The S&P index is one of the best indicators of inflation because (1) the largest companies are primary (via cheap debt) or secondary (via goods sold) beneficiaries of new money.
The S&P is therefore effectively the hurdle rate that all other investments must match. A hurdle rate is the baseline rate to beat to even consider any other investment. In other words, any alternative destination for your money needs to be above 10-12% to even be worth considering.
This is not the mainstream view. The mainstream position is that the yield on U.S. Treasuries is the baseline rate since Treasuries are supposedly the safest asset class—they are guaranteed by the U.S. government. According to the mainstream, there is a range of risk classes from low-yield but safe Treasuries to corporate bonds to the stock market. The error in this view is that it (1) trusts the official CPI numbers and (2) does not acknowledge that U.S. Treasuries are in a debt death spiral.
Traditionally, debt was treated as an alternative to equities—lower yield, but safer, since bonds (including corporate bonds and Treasuries) have guaranteed returns, whereas stocks are only positive when corporations manage to make a profit.
But in our late-stage fiat system, most stock appreciation is due to currency devaluation, not corporate profits. Furthermore, the debt death spiral means that (1) inflation will remain unmanageable and therefore (2) the low-interest rate policy since the 2008 financial crisis will not return, and therefore (3) interest rates will keep increasing and therefore (4) bond prices will keep falling. This is because the U.S. has no feasible strategy to pay off its debt, as the interest payments alone will swamp the ability of the U.S. government to pay. Treasuries will increasingly become toxic assets as other nations refuse to keep subsidizing our budget deficits.

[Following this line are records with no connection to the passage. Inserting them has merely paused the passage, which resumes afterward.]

// ============================================================
// Layer 1 — CLI / Presentation Layer
// ============================================================
// Parses arguments with clap, routes to a use case and prints
// the result. No computation happens here.

pub mod commands;

use anyhow::Result;
use clap::Parser;
use commands::{Commands, EvaluateArgs, ModelArgs, PredictArgs, TrainArgs};

#[derive(Parser, Debug)]
#[command(
    name = "hand-pose-vit",
    version,
    about = "Train a Vision Transformer to predict 2D hand keypoint heatmaps."
)]
pub struct Cli {
    #[command(subcommand)]
    pub command: Commands,
}

impl Cli {
    pub fn run(self) -> Result<()> {
        match self.command {
            Commands::Train(args)    => run_train(args),
            Commands::Evaluate(args) => run_evaluate(args),
            Commands::Predict(args)  => run_predict(args),
            Commands::Summary(args)  => run_summary(args),
        }
    }
}

fn run_train(args: TrainArgs) -> Result<()> {
    use crate::application::train_use_case::TrainUseCase;

    let use_case = TrainUseCase::new(args.into_config()?);
    let outcome  = use_case.execute()?;

    let last = |v: &[f64]| v.last().copied().unwrap_or(f64::NAN);
    println!(
        "Training finished after {} epochs{}. Train loss {:.6}, val loss {:.6}.",
        outcome.epochs_run,
        if outcome.stopped_early { " (stopped early)" } else { "" },
        last(&outcome.history.train),
        last(&outcome.history.val),
    );
    Ok(())
}

fn run_evaluate(args: EvaluateArgs) -> Result<()> {
    use crate::application::evaluate_use_case::EvaluateUseCase;

    let report = EvaluateUseCase::new(args.into()).evaluate()?;
    println!("Samples:    {}", report.samples);
    println!("IoU loss:   {:.6}", report.loss);
    println!("Mean error: {:.4}", report.mean_error);
    println!("PCK@{:.2}:   {:.1}%", report.pck_threshold, report.pck * 100.0);
    Ok(())
}

fn run_predict(args: PredictArgs) -> Result<()> {
    use crate::application::evaluate_use_case::EvaluateUseCase;

    let predictions = EvaluateUseCase::new(args.into()).predict()?;
    for (i, p) in predictions.iter().enumerate() {
        println!("Hand {} (mean confidence {:.3})", i + 1, p.predicted.mean_confidence());
        for (k, (pred, truth)) in p.predicted.keypoints.iter().zip(&p.truth.keypoints).enumerate() {
            println!(
                "  {:>2}: predicted ({:.3}, {:.3})  true ({:.3}, {:.3})",
                k, pred.x, pred.y, truth.x, truth.y,
            );
        }
    }
    Ok(())
}

fn run_summary(args: ModelArgs) -> Result<()> {
    use crate::application::train_use_case::TrainUseCase;

    let summary = TrainUseCase::new(args.into()).summary()?;
    println!("{summary}");
    Ok(())
}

Bottom line—while there is no “safe haven” asset, the S&P index has become the baseline yield to beat. Cash and cash-like assets (U.S. Treasuries) should only be reserved for short-term needs and emergency funds. In real terms, their yield is well below the currency devaluation rate, and their risk is higher than equities, so there is no reason to hold these depreciating toxic assets.

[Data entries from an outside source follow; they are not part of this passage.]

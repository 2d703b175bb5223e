// ============================================================
// Layer 5 — Compute Backends
// ============================================================
// Training runs on Autodiff<Wgpu> (GPU via wgpu) or
// Autodiff<NdArray> (pure CPU). Evaluation and inference use
// the inner backends directly, without gradient tracking.

use burn::backend::{
    ndarray::NdArrayDevice,
    wgpu::WgpuDevice,
    Autodiff, NdArray, Wgpu,
};
use serde::{Deserialize, Serialize};

pub type WgpuBackend         = Wgpu;
pub type WgpuTrainBackend    = Autodiff<Wgpu>;
pub type NdArrayBackend      = NdArray;
pub type NdArrayTrainBackend = Autodiff<NdArray>;

#[derive(Debug, Clone, Copy, PartialEq, Eq, Default, Serialize, Deserialize)]
#[serde(rename_all = "lowercase")]
pub enum BackendKind {
    #[default]
    Wgpu,
    NdArray,
}

impl BackendKind {
    pub fn name(&self) -> &'static str {
        match self {
            BackendKind::Wgpu    => "wgpu",
            BackendKind::NdArray => "ndarray",
        }
    }
}

pub fn wgpu_device() -> WgpuDevice {
    WgpuDevice::default()
}

pub fn ndarray_device() -> NdArrayDevice {
    NdArrayDevice::Cpu
}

There are thus just two categories for asset allocation:
1: inflation-sheltered investments (stock market indexes like the S&P)

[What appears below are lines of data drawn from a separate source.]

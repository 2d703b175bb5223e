// ============================================================
// Layer 1 — CLI Commands and Arguments
// ============================================================
// Subcommands: `train`, `evaluate`, `predict`, `summary`.
// Scheduler and early-stopping settings are only reachable
// through a JSON config file (`train --config`).

use anyhow::Result;
use clap::{Args, Subcommand, ValueEnum};

use crate::application::evaluate_use_case::EvaluateConfig;
use crate::application::train_use_case::TrainConfig;
use crate::infra::checkpoint::read_config;
use crate::ml::backend::BackendKind;
use crate::ml::inferencer::DEFAULT_PCK_THRESHOLD;

#[derive(Subcommand, Debug)]
pub enum Commands {
    /// Train the ViT on hand keypoint heatmaps
    Train(TrainArgs),

    /// Measure a trained checkpoint on held-out hands
    Evaluate(EvaluateArgs),

    /// Print predicted keypoints for a few hands
    Predict(PredictArgs),

    /// Print layer-by-layer parameter counts
    Summary(ModelArgs),
}

#[derive(ValueEnum, Clone, Copy, Debug)]
pub enum BackendArg {
    /// GPU through wgpu
    Wgpu,
    /// CPU through ndarray
    Ndarray,
}

impl From<BackendArg> for BackendKind {
    fn from(b: BackendArg) -> Self {
        match b {
            BackendArg::Wgpu    => BackendKind::Wgpu,
            BackendArg::Ndarray => BackendKind::NdArray,
        }
    }
}

/// Model geometry, shared by `train` and `summary`.
#[derive(Args, Debug)]
pub struct ModelArgs {
    /// Input image side length in pixels
    #[arg(long, default_value_t = 128)]
    pub img_size: usize,

    /// Output heatmap side length in pixels
    #[arg(long, default_value_t = 32)]
    pub heatmap_size: usize,

    /// Patch side length; must divide img_size
    #[arg(long, default_value_t = 32)]
    pub patch_size: usize,

    /// Token embedding width; must be divisible by num_heads
    #[arg(long, default_value_t = 768)]
    pub emb_size: usize,

    /// Number of encoder blocks
    #[arg(long, default_value_t = 12)]
    pub depth: usize,

    #[arg(long, default_value_t = 8)]
    pub num_heads: usize,

    /// Feed-forward width as a multiple of emb_size
    #[arg(long, default_value_t = 4)]
    pub forward_expansion: usize,

    #[arg(long, default_value_t = 0.0)]
    pub dropout: f64,
}

#[derive(Args, Debug)]
pub struct TrainArgs {
    /// JSON config file; when given, it replaces every other training flag
    #[arg(long)]
    pub config: Option<String>,

    /// Directory for checkpoints, config and metrics
    #[arg(long, default_value = "checkpoints")]
    pub checkpoint_dir: String,

    #[arg(long, value_enum, default_value_t = BackendArg::Wgpu)]
    pub backend: BackendArg,

    #[command(flatten)]
    pub model: ModelArgs,

    #[arg(long, default_value_t = 1000)]
    pub epochs: usize,

    #[arg(long, default_value_t = 64)]
    pub batch_size: usize,

    /// Training batches drawn per epoch
    #[arg(long, default_value_t = 50)]
    pub batches_per_epoch: usize,

    /// Validation batches drawn per epoch
    #[arg(long, default_value_t = 20)]
    pub batches_per_epoch_val: usize,

    #[arg(long, default_value_t = 0.01)]
    pub lr: f64,

    /// SGD momentum (plain SGD when omitted)
    #[arg(long)]
    pub momentum: Option<f64>,

    /// Number of synthetic hands to generate
    #[arg(long, default_value_t = 4000)]
    pub num_samples: usize,

    #[arg(long, default_value_t = 0.8)]
    pub train_fraction: f64,

    /// Gaussian sigma of target heatmaps, in heatmap pixels
    #[arg(long, default_value_t = 1.5)]
    pub heatmap_sigma: f32,

    #[arg(long, default_value_t = 42)]
    pub seed: u64,

    /// Save weights every N epochs
    #[arg(long, default_value_t = 100)]
    pub checkpoint_frequency: usize,

    /// Initial weights to continue training from
    #[arg(long)]
    pub weights: Option<String>,
}

impl TrainArgs {
    /// Build the application config, from `--config` when given.
    pub fn into_config(self) -> Result<TrainConfig> {
        if let Some(path) = &self.config {
            tracing::info!("Reading training config from '{}'", path);
            return read_config(path);
        }
        Ok(self.into())
    }
}

impl From<TrainArgs> for TrainConfig {
    fn from(a: TrainArgs) -> Self {
        TrainConfig {
            checkpoint_dir:        a.checkpoint_dir,
            backend:               a.backend.into(),
            num_samples:           a.num_samples,
            train_fraction:        a.train_fraction,
            img_size:              a.model.img_size,
            heatmap_size:          a.model.heatmap_size,
            heatmap_sigma:         a.heatmap_sigma,
            seed:                  a.seed,
            patch_size:            a.model.patch_size,
            emb_size:              a.model.emb_size,
            depth:                 a.model.depth,
            num_heads:             a.model.num_heads,
            forward_expansion:     a.model.forward_expansion,
            dropout:               a.model.dropout,
            epochs:                a.epochs,
            batch_size:            a.batch_size,
            batches_per_epoch:     a.batches_per_epoch,
            batches_per_epoch_val: a.batches_per_epoch_val,
            lr:                    a.lr,
            momentum:              a.momentum,
            checkpoint_frequency:  a.checkpoint_frequency,
            weights:               a.weights,
            ..TrainConfig::default()
        }
    }
}

impl From<ModelArgs> for TrainConfig {
    fn from(m: ModelArgs) -> Self {
        TrainConfig {
            img_size:          m.img_size,
            heatmap_size:      m.heatmap_size,
            patch_size:        m.patch_size,
            emb_size:          m.emb_size,
            depth:             m.depth,
            num_heads:         m.num_heads,
            forward_expansion: m.forward_expansion,
            dropout:           m.dropout,
            ..TrainConfig::default()
        }
    }
}

/// Checkpoint selection shared by `evaluate` and `predict`.
#[derive(Args, Debug)]
pub struct CheckpointArgs {
    /// Directory where training saved its checkpoints
    #[arg(long, default_value = "checkpoints")]
    pub checkpoint_dir: String,

    /// Weights file to load instead of the latest checkpoint
    #[arg(long)]
    pub weights: Option<String>,

    #[arg(long, value_enum, default_value_t = BackendArg::Wgpu)]
    pub backend: BackendArg,

    /// Seed for the generated evaluation hands
    #[arg(long, default_value_t = 7)]
    pub seed: u64,
}

#[derive(Args, Debug)]
pub struct EvaluateArgs {
    #[command(flatten)]
    pub checkpoint: CheckpointArgs,

    #[arg(long, default_value_t = 256)]
    pub num_samples: usize,

    /// PCK distance threshold as a fraction of the image side
    #[arg(long, default_value_t = DEFAULT_PCK_THRESHOLD)]
    pub pck_threshold: f32,
}

#[derive(Args, Debug)]
pub struct PredictArgs {
    #[command(flatten)]
    pub checkpoint: CheckpointArgs,

    /// Number of hands to predict
    #[arg(long, default_value_t = 3)]
    pub count: usize,
}

impl From<EvaluateArgs> for EvaluateConfig {
    fn from(a: EvaluateArgs) -> Self {
        EvaluateConfig {
            checkpoint_dir: a.checkpoint.checkpoint_dir,
            weights:        a.checkpoint.weights,
            backend:        a.checkpoint.backend.into(),
            num_samples:    a.num_samples,
            seed:           a.checkpoint.seed,
            pck_threshold:  a.pck_threshold,
        }
    }
}

impl From<PredictArgs> for EvaluateConfig {
    fn from(a: PredictArgs) -> Self {
        EvaluateConfig {
            checkpoint_dir: a.checkpoint.checkpoint_dir,
            weights:        a.checkpoint.weights,
            backend:        a.checkpoint.backend.into(),
            num_samples:    a.count,
            seed:           a.checkpoint.seed,
            pck_threshold:  DEFAULT_PCK_THRESHOLD,
        }
    }
}

#[cfg(test)]
mod tests {
    use super::*;
    use clap::Parser;
    use crate::cli::Cli;

    #[test]
    fn train_flags_map_onto_config() {
        let cli = Cli::try_parse_from([
            "hand-pose-vit", "train", "--backend", "ndarray",
            "--epochs", "3", "--emb-size", "64", "--momentum", "0.9",
        ])
        .unwrap();
        let Commands::Train(args) = cli.command else { panic!("expected train") };
        let cfg = args.into_config().unwrap();
        assert_eq!(cfg.backend, BackendKind::NdArray);
        assert_eq!(cfg.epochs, 3);
        assert_eq!(cfg.emb_size, 64);
        assert_eq!(cfg.momentum, Some(0.9));
        assert_eq!(cfg.batch_size, 64);
    }

    #[test]
    fn predict_count_becomes_sample_count() {
        let cli = Cli::try_parse_from(["hand-pose-vit", "predict", "--count", "5"]).unwrap();
        let Commands::Predict(args) = cli.command else { panic!("expected predict") };
        let cfg: EvaluateConfig = args.into();
        assert_eq!(cfg.num_samples, 5);
        assert_eq!(cfg.backend, BackendKind::Wgpu);
    }
}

2: higher-yield alternative investments (i.e., Bitcoin)
Bitcoin can be seen as an "exit liquidity attack" on U.S. Treasuries
My main point here is that the only viable options for portfolio allocation are 100% equities (stocks) or equities + higher-performing investments like Bitcoin. It’s important to understand how the debt death spiral creates the opportunity for Bitcoin as an exit liquidity attack on U.S. Treasuries:
As investors shift from Treasuries into Bitcoin, the government must increase yields to attract more Treasury buyers. Higher yields mean a higher interest expense, which requires issuing even more Treasuries. This is a self-reinforcing cycle, where the more investors move into Bitcoin, the greater the pressure on traditional assets, and the more attractive Bitcoin becomes.
As investors realize that the inflation rate is higher than the official numbers suggest and that U.S. Treasuries are becoming toxic assets, they will seek alternative stores of value. Bitcoin, with its fixed supply and decentralized nature, offers a compelling exit strategy. By reallocating funds from Treasuries to Bitcoin, investors can protect their wealth from devaluation and escape the negative real yields of traditional safe-haven assets.
Bitcoin's rise as an asset class is a direct response to the failures of fiat currency and the growing distrust in government debt. As more capital flows into Bitcoin, it not only undermines the perceived safety of U.S. Treasuries but also accelerates the shift away from fiat-based financial systems.